I use the feds, the remnintons seem to shoot really dirty, alot of it even rubs off on your hands when you are loading up the mags. My 10/22 did not like them, found myself cleaning it after every trip out.

Im not real impressed with the feds either, but when compared to the rems, they are a world apart.

:beer:


----------



## hvinny

I Shoot a Smith & Wesson 22a (amongst multiple others) and bought a box of 525 of the Rem. and I'm not exagerating when I say I had, on the average, 1 dud per 10 rd clip, sometimes 2 and a record of 3 duds in ONE 10 rd clip... for me that was WAY toooo many duds, I haven't tried the Feds or Winchesters, but am willing to give them a try, but no more Rem golden bullets for this plinker  on a more expensive note, lol, I shoot the cci's a LOT and have not had a single dud from them in well over 3000 rds.


----------



## HICKERBILLYUP08

I like the remington golden bullets but I have noticed that they tent to have a good bit of miss fires opposed to the federal bulk pack. I have used both for squirrel hunting and I like both. Try both and see which one performs better.


----------



## JxMAN25

so far the only amo that dosnt jam and shoots clean in my 10/22 is the minni mag


----------



## wmmichael20

I have had good luck with cci blazers and the federal bulk packs as well


----------



## diggity

Like anything in life, you get what you pay for. If you are looking to score great groups at longer ranges, bulk ammo isn't going to be the best choice. I have killed flies with Remington Goldies, at 30 and 50 yards, but if I had my choice for real shooting and hunting ammo, I wouldn't go out in the field bulk ammo.

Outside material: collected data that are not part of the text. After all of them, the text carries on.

//! Request authentication: bearer extraction, token verification and role
//! resolution.

use super::jwt::TokenVerifier;
use super::types::{AuthUser, Claims, Identity, RoleSource};
use crate::error::{ApiError, ApiResult};
use crate::profiles::ProfileStore;
use axum::http::{header, HeaderMap};
use axum_extra::headers::{authorization::Bearer, Authorization, Header};
use std::sync::Arc;
use tracing::{debug, warn};

/// Turns request headers into an [`AuthUser`].
///
/// Holds no per-request state; every call re-verifies the token and, when
/// needed, re-reads the profile document.
#[derive(Clone)]
pub struct Authenticator {
    verifier: Arc<dyn TokenVerifier>,
    profiles: Option<Arc<dyn ProfileStore>>,
}

impl Authenticator {
    /// Create an authenticator. Without a profile store, identities whose
    /// token carries no role claim end up with no role.
    pub fn new(verifier: Arc<dyn TokenVerifier>, profiles: Option<Arc<dyn ProfileStore>>) -> Self {
        Self { verifier, profiles }
    }

    /// Authenticate a request from its headers.
    ///
    /// Missing or malformed credentials yield `Unauthorized`; tokens the
    /// verifier rejects yield `InvalidToken` or `TokenExpired`. A failing
    /// profile store yields `StorageUnavailable`.
    pub async fn authenticate(&self, headers: &HeaderMap) -> ApiResult<AuthUser> {
        let token = bearer_token(headers).ok_or(ApiError::Unauthorized)?;

        let claims = self.verifier.verify(&token).await.map_err(|err| {
            debug!(error = %err, "Token verification failed");
            ApiError::from(err)
        })?;

        self.resolve(claims).await
    }

    /// Build the identity for verified `claims`, falling back to the profile
    /// document when the token names no known role.
    pub async fn resolve(&self, claims: Claims) -> ApiResult<AuthUser> {
        if claims.role.is_some() && claims.role().is_none() {
            warn!(uid = %claims.sub, "Ignoring unrecognised role claim");
        }

        let (role, role_source, profile) = match claims.role() {
            Some(role) => (Some(role), RoleSource::CustomClaims, None),
            None => match &self.profiles {
                Some(profiles) => {
                    let profile = profiles.get(&claims.sub).await?;
                    match profile.as_ref().and_then(|p| p.role()) {
                        Some(role) => (Some(role), RoleSource::ProfileDocument, profile),
                        None => (None, RoleSource::Default, profile),
                    }
                }
                None => (None, RoleSource::Default, None),
            },
        };

        let identity = Identity {
            uid: claims.sub.clone(),
            email: claims.email.clone(),
            role,
            provider: claims.provider.clone(),
        };

        debug!(
            uid = %identity.uid,
            role = ?identity.role,
            role_source = ?role_source,
            "Request authenticated"
        );

        Ok(AuthUser {
            identity,
            role_source,
            claims,
            profile,
        })
    }

    /// The profile store consulted for role fallback, if any.
    pub fn profiles(&self) -> Option<&Arc<dyn ProfileStore>> {
        self.profiles.as_ref()
    }
}

/// Extract the token from an `Authorization: Bearer <token>` header.
pub fn bearer_token(headers: &HeaderMap) -> Option<String> {
    let mut values = headers.get_all(header::AUTHORIZATION).iter();
    Authorization::<Bearer>::decode(&mut values)
        .ok()
        .map(|auth| auth.token().trim().to_string())
        .filter(|token| !token.is_empty())
}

If I am plinking, it depends on the ranges that I am shooting. If I am shooting bottle caps at 100 yards, I want better rounds. If I am shooting spinners at 50 yards I will use bulk ammo.

Just my 2 cents worth.


----------



## Glocknload

Uh, neither. I go with Lapua Midas Plus, best bang for your buck on this site here: http://www.ammunitionstore.com/products ... ounds.html, cheapest you'll find it.


----------



## Bore.224

Get both and see what you like best! Its fun to find out!!


----------